> WHAT YOU NEED TO DO
Every line of the entries with the word "AddOptions" in it should be shown.

** RECORD EXTRACTS follows **

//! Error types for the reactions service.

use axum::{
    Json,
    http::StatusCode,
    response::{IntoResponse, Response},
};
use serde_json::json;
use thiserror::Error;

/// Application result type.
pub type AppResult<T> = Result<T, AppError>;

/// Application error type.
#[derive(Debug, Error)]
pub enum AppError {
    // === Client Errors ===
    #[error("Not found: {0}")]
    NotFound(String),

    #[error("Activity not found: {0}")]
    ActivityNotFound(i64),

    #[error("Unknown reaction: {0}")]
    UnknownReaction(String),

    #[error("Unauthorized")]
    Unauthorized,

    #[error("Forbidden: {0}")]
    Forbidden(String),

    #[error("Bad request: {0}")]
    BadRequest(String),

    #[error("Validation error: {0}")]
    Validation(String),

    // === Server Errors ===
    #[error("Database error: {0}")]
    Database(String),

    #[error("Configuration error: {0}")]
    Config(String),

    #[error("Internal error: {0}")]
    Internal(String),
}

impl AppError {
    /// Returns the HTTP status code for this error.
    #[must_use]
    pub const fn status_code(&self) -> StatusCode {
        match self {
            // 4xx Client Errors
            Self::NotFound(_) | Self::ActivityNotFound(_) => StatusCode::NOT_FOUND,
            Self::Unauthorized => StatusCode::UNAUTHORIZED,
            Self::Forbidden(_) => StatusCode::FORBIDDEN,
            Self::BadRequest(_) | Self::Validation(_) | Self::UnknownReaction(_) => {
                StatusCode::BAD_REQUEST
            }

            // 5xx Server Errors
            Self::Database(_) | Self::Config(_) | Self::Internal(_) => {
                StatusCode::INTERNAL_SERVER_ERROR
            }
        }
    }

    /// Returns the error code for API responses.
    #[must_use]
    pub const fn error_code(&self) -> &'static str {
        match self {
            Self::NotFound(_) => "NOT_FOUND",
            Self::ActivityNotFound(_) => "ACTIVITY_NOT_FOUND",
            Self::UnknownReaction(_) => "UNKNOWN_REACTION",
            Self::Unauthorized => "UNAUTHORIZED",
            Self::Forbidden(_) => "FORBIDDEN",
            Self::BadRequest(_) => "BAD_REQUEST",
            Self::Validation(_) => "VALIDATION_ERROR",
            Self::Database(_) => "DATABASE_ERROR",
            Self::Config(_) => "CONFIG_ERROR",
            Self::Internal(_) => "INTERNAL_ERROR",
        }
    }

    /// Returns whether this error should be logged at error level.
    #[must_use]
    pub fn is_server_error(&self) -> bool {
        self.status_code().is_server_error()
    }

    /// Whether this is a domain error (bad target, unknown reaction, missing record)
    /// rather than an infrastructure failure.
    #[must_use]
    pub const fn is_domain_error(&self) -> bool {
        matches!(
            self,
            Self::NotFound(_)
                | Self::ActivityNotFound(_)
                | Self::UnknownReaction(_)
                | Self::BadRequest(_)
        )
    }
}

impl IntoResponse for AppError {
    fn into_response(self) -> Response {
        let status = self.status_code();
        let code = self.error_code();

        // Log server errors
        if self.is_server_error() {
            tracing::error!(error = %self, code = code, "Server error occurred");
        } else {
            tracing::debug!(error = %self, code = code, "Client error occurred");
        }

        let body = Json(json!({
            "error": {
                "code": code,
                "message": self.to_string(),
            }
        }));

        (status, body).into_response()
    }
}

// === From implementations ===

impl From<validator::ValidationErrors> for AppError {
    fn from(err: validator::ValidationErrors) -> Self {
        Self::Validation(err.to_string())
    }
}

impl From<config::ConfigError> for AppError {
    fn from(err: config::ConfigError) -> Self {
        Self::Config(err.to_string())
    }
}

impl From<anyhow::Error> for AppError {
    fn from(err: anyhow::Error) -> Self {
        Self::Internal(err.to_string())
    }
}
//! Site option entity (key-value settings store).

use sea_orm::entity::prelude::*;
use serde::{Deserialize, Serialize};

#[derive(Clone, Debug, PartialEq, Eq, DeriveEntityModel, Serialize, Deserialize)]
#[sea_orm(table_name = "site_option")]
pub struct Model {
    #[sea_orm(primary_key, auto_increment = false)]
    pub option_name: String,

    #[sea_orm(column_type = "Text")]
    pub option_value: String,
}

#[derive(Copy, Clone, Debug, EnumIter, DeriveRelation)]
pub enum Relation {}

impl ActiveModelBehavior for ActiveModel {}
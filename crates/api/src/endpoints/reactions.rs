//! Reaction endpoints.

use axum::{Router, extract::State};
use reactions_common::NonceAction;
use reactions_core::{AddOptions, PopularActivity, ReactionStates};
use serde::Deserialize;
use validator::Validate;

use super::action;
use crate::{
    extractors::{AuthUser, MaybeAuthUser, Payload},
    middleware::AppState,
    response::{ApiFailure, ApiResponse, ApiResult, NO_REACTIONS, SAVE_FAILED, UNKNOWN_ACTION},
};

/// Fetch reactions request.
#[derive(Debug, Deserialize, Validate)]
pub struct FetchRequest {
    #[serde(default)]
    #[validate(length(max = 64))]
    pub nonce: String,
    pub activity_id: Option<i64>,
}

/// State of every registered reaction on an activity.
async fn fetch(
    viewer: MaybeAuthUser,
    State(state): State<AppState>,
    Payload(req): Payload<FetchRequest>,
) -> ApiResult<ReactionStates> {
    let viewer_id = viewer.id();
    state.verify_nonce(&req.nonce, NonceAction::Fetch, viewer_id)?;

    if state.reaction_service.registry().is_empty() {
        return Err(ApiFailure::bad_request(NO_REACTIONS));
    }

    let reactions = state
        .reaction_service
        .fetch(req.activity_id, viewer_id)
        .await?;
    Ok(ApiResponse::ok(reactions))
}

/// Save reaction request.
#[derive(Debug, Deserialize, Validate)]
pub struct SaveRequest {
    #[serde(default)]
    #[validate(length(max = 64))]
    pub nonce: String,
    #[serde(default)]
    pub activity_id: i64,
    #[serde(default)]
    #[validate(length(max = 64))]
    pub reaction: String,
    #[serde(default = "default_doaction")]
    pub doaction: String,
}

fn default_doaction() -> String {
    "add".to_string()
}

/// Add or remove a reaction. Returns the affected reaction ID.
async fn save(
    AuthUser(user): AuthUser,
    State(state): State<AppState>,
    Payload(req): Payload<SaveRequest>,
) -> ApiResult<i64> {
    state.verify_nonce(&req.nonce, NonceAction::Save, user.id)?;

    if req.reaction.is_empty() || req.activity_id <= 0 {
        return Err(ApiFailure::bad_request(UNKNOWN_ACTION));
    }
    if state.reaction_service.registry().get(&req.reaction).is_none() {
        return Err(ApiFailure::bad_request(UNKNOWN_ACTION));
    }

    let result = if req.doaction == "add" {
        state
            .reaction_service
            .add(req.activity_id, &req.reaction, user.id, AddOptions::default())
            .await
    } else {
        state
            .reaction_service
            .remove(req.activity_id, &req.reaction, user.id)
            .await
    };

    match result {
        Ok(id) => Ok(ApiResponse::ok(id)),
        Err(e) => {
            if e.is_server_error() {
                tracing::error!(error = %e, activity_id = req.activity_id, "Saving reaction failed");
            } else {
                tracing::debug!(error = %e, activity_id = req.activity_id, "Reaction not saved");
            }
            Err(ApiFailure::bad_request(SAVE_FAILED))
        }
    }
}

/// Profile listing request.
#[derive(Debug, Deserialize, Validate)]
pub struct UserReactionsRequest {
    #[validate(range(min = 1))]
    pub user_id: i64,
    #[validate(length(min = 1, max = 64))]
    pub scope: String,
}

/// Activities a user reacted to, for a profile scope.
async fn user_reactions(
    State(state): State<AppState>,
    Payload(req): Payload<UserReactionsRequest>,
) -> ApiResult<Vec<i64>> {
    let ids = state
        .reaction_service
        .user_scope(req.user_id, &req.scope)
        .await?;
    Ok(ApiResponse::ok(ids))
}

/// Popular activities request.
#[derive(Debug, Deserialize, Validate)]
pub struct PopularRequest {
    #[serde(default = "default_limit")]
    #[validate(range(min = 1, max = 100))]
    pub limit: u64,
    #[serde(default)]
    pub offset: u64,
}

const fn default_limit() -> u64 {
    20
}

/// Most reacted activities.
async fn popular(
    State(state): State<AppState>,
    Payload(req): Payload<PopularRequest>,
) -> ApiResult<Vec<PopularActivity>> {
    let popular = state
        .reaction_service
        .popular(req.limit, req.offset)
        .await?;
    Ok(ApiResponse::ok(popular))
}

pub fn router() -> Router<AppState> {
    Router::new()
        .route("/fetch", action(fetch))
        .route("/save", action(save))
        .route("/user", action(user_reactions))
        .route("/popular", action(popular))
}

** End of RECORD EXTRACTS **

> WRITTEN RESPONSE
use reactions_core::{AddOptions, PopularActivity, ReactionStates};
            .add(req.activity_id, &req.reaction, user.id, AddOptions::default())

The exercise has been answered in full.